Dry Bulk Market Overview (17 May 2019)

Having had a relatively beneficial week, Capesizes start to flatten as the week ends with owners hoping that sentiment stays in their corner with trends moving sideways and some already trending down­ward. Front haul trips seem to have already peaked with the mid US$ 20,000s moving back into the US$ 24,000s and Pacific RVs into the US$ 11,000s. With Vale’s output very much in question and US-China trade conflicts at the fore, it remains to be seen what May has to give for this most volatile of bulk carrier sectors. But owners remain optimistic as ever. Panamaxes continue to enjoy their day in the sun with solid improvements on all freights observed across the board and charterers reluctantly giving premiums over last-done levels on nearly every rate.
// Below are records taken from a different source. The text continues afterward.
//! Local civil time to Universal Time and Julian Day.
//!
//! The UTC offset is looked up at the *local* wall-clock moment so that the
//! daylight-saving rule in force on the local date is the one applied.
//! Unknown zones and failed lookups fall back to reading the local time as
//! UTC; the fallback is reported, never raised.

use chrono::{Datelike, Duration, FixedOffset, LocalResult, NaiveDate, NaiveDateTime, Offset, TimeZone, Timelike};
use chrono_tz::Tz;
use serde::{Deserialize, Serialize};
use std::fmt;
use thiserror::Error;

pub const DEFAULT_ZONE: &str = "UTC";

const NANOS_PER_SECOND: u64 = 1_000_000_000;
const NANOS_PER_MINUTE: u64 = 60 * NANOS_PER_SECOND;
const NANOS_PER_HOUR: f64 = 3_600e9;

#[derive(Error, Debug, Clone, PartialEq, Eq)]
pub enum TimezoneError {
    #[error("Unknown timezone: {0}")]
    UnknownZone(String),
    #[error("Invalid civil date/time: {0}")]
    InvalidDateTime(String),
}

/// A wall-clock moment. Seconds ride along as a fraction of `minute`.
#[derive(Debug, Clone, Copy, PartialEq, Serialize, Deserialize)]
pub struct CivilDateTime {
    pub year: i32,
    pub month: u32,
    pub day: u32,
    pub hour: u32,
    pub minute: f64,
}

impl CivilDateTime {
    pub fn new(year: i32, month: u32, day: u32, hour: u32, minute: f64) -> Self {
        Self { year, month, day, hour, minute }
    }

    pub fn fractional_hour(&self) -> f64 {
        self.hour as f64 + self.minute / 60.0
    }

    /// Whole minute, second and nanosecond, split on integer nanoseconds so
    /// :59 never reads back as :58.999.
    fn minute_parts(&self) -> (u32, u32, u32) {
        let total_nanos = (self.minute.max(0.0) * 60e9).round().min(NANOS_PER_HOUR - 1.0) as u64;
        let minute = total_nanos / NANOS_PER_MINUTE;
        let second = (total_nanos % NANOS_PER_MINUTE) / NANOS_PER_SECOND;
        let nanos = total_nanos % NANOS_PER_SECOND;
        (minute as u32, second as u32, nanos as u32)
    }

    pub fn to_naive(&self) -> Result<NaiveDateTime, TimezoneError> {
        let invalid = || TimezoneError::InvalidDateTime(self.to_string());
        if !(0.0..60.0).contains(&self.minute) {
            return Err(invalid());
        }
        let (minute, second, nanos) = self.minute_parts();

        NaiveDate::from_ymd_opt(self.year, self.month, self.day)
            .and_then(|date| date.and_hms_nano_opt(self.hour, minute, second, nanos))
            .ok_or_else(invalid)
    }

    pub fn from_naive(dt: NaiveDateTime) -> Self {
        let seconds = dt.second() as f64 + dt.nanosecond() as f64 / 1e9;
        Self {
            year: dt.year(),
            month: dt.month(),
            day: dt.day(),
            hour: dt.hour(),
            minute: dt.minute() as f64 + seconds / 60.0,
        }
    }
}

impl fmt::Display for CivilDateTime {
    fn fmt(&self, f: &mut fmt::Formatter<'_>) -> fmt::Result {
        let (minute, second, _) = self.minute_parts();
        write!(
            f,
            "{:04}-{:02}-{:02}T{:02}:{:02}:{:02}",
            self.year, self.month, self.day, self.hour, minute, second
        )
    }
}

/// Continuous Universal Time day count.
#[derive(Debug, Clone, Copy, PartialEq, PartialOrd, Serialize, Deserialize)]
#[serde(transparent)]
pub struct JulianDay(f64);

impl JulianDay {
    /// J2000.0, 2000-01-01 12:00 UT
    pub const J2000: JulianDay = JulianDay(2_451_545.0);

    pub fn new(value: f64) -> Self {
        Self(value)
    }

    pub fn value(self) -> f64 {
        self.0
    }

    /// Julian Day of a UTC civil moment, Gregorian calendar throughout.
    pub fn from_utc(utc: &CivilDateTime) -> Self {
        julian_day(utc.year, utc.month, utc.day, utc.fractional_hour())
    }
}

/// Standard Julian Day algorithm for the proleptic Gregorian calendar.
pub fn julian_day(year: i32, month: u32, day: u32, hour: f64) -> JulianDay {
    let mut y = year as f64;
    let mut m = month as f64;
    if month < 3 {
        y -= 1.0;
        m += 12.0;
    }
    let century = (y / 100.0).floor();
    let gregorian = 2.0 - century + (century / 4.0).floor();

    let jd = (365.25 * (y + 4716.0)).floor() + (30.6001 * (m + 1.0)).floor() + day as f64
        + gregorian
        - 1524.5
        + hour / 24.0;
    JulianDay(jd)
}

/// Maps a zone name and local moment to the UTC offset in force there.
pub trait TimezoneDatabase: Send + Sync {
    fn utc_offset(&self, local: &CivilDateTime, zone: &str) -> Result<FixedOffset, TimezoneError>;
}

/// IANA zones compiled in through `chrono-tz`.
#[derive(Debug, Clone, Copy, Default)]
pub struct IanaTimezones;

impl TimezoneDatabase for IanaTimezones {
    fn utc_offset(&self, local: &CivilDateTime, zone: &str) -> Result<FixedOffset, TimezoneError> {
        let tz: Tz = zone
            .trim()
            .parse()
            .map_err(|_| TimezoneError::UnknownZone(zone.to_string()))?;
        let naive = local.to_naive()?;

        let offset = match tz.offset_from_local_datetime(&naive) {
            LocalResult::Single(offset) => offset.fix(),
            // Repeated hour: take the earlier instant
            LocalResult::Ambiguous(earliest, _) => earliest.fix(),
            // Skipped hour: use the offset from before the transition
            LocalResult::None => tz.offset_from_utc_datetime(&(naive - Duration::hours(26))).fix(),
        };
        Ok(offset)
    }
}

/// Outcome of normalizing a local moment to UTC.
#[derive(Debug, Clone, Copy, PartialEq)]
pub struct UtcResolution {
    pub utc: CivilDateTime,
    pub julian_day: JulianDay,
    /// Offset east of UTC, in seconds
    pub offset_seconds: i32,
    /// False when the local time was taken as UTC after a lookup failure
    pub zone_resolved: bool,
}

/// Convert a local civil moment in `zone` to UTC and its Julian Day.
pub fn normalize_to_utc(
    local: &CivilDateTime,
    zone: &str,
    timezones: &dyn TimezoneDatabase,
) -> UtcResolution {
    let shifted = timezones.utc_offset(local, zone).and_then(|offset| {
        let naive = local.to_naive()?;
        let utc = naive - Duration::seconds(offset.local_minus_utc() as i64);
        Ok((CivilDateTime::from_naive(utc), offset.local_minus_utc()))
    });

    let (utc, offset_seconds, zone_resolved) = match shifted {
        Ok((utc, offset)) => (utc, offset, true),
        Err(e) => {
            log::warn!("Timezone resolution failed ({}); treating {} as UTC", e, local);
            (*local, 0, false)
        }
    };

    UtcResolution {
        utc,
        julian_day: JulianDay::from_utc(&utc),
        offset_seconds,
        zone_resolved,
    }
}

#[cfg(test)]
mod tests {
    use super::*;

    #[test]
    fn test_j2000_reference() {
        let jd = julian_day(2000, 1, 1, 12.0);
        assert_eq!(jd, JulianDay::J2000);
    }

    #[test]
    fn test_published_julian_days() {
        // Meeus, Astronomical Algorithms, example 7.a and table 7.a
        assert!((julian_day(1957, 10, 4, 19.0 + 26.4 / 60.0).value() - 2_436_116.31).abs() < 1e-6);
        assert!((julian_day(1987, 1, 27, 0.0).value() - 2_446_822.5).abs() < 1e-9);
        assert!((julian_day(1988, 6, 19, 12.0).value() - 2_447_332.0).abs() < 1e-9);
        assert!((julian_day(1600, 1, 1, 0.0).value() - 2_305_447.5).abs() < 1e-9);
    }

    #[test]
    fn test_fractional_minute_carries_seconds() {
        let civil = CivilDateTime::new(2000, 1, 1, 12, 30.5);
        let naive = civil.to_naive().unwrap();
        assert_eq!(naive.second(), 30);
        assert_eq!(CivilDateTime::from_naive(naive), civil);
        assert_eq!(civil.to_string(), "2000-01-01T12:30:30");
    }

    #[test]
    fn test_every_whole_second_survives() {
        for s in 0..60u32 {
            let civil = CivilDateTime::new(2000, 1, 1, 12, 12.0 + s as f64 / 60.0);
            assert_eq!(civil.to_string(), format!("2000-01-01T12:12:{:02}", s));
            let naive = civil.to_naive().unwrap();
            assert_eq!(naive.minute(), 12);
            assert_eq!(naive.second(), s, "second {}", s);
            assert_eq!(naive.nanosecond(), 0);
        }
    }

    #[test]
    fn test_utc_echo_keeps_last_second() {
        let local = CivilDateTime::new(1990, 1, 15, 14, 12.0 + 59.0 / 60.0);
        for zone in ["UTC", "Mars/Olympus_Mons", "Europe/London"] {
            let res = normalize_to_utc(&local, zone, &IanaTimezones);
            assert_eq!(res.utc.to_string(), "1990-01-15T14:12:59", "zone {}", zone);
        }
    }

    #[test]
    fn test_invalid_calendar_date() {
        let civil = CivilDateTime::new(2023, 2, 30, 0, 0.0);
        assert!(matches!(civil.to_naive(), Err(TimezoneError::InvalidDateTime(_))));
    }

    #[test]
    fn test_unknown_zone_falls_back_to_utc() {
        let local = CivilDateTime::new(1990, 5, 17, 8, 15.0);
        let res = normalize_to_utc(&local, "Mars/Olympus_Mons", &IanaTimezones);
        assert!(!res.zone_resolved);
        assert_eq!(res.utc, local);
        assert_eq!(res.offset_seconds, 0);
    }
}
Front hauls that were getting low US$ 17,000s early in the week are now commanding high US$ 17,000s and even as much as US$ 18,000 daily in some cases. With little reason to do otherwise, Supramax own­ers are pushing for generously improved rates on all freights coming from the USG as more than US$ 12,000 daily has been observed on freights to the Continent and US$ 18,000 on front hauls with No­Pac redelivery. The rest of the market is less buoyant by comparison, but owners are undoubtedly in­spired to seek higher freights on nearly every rate.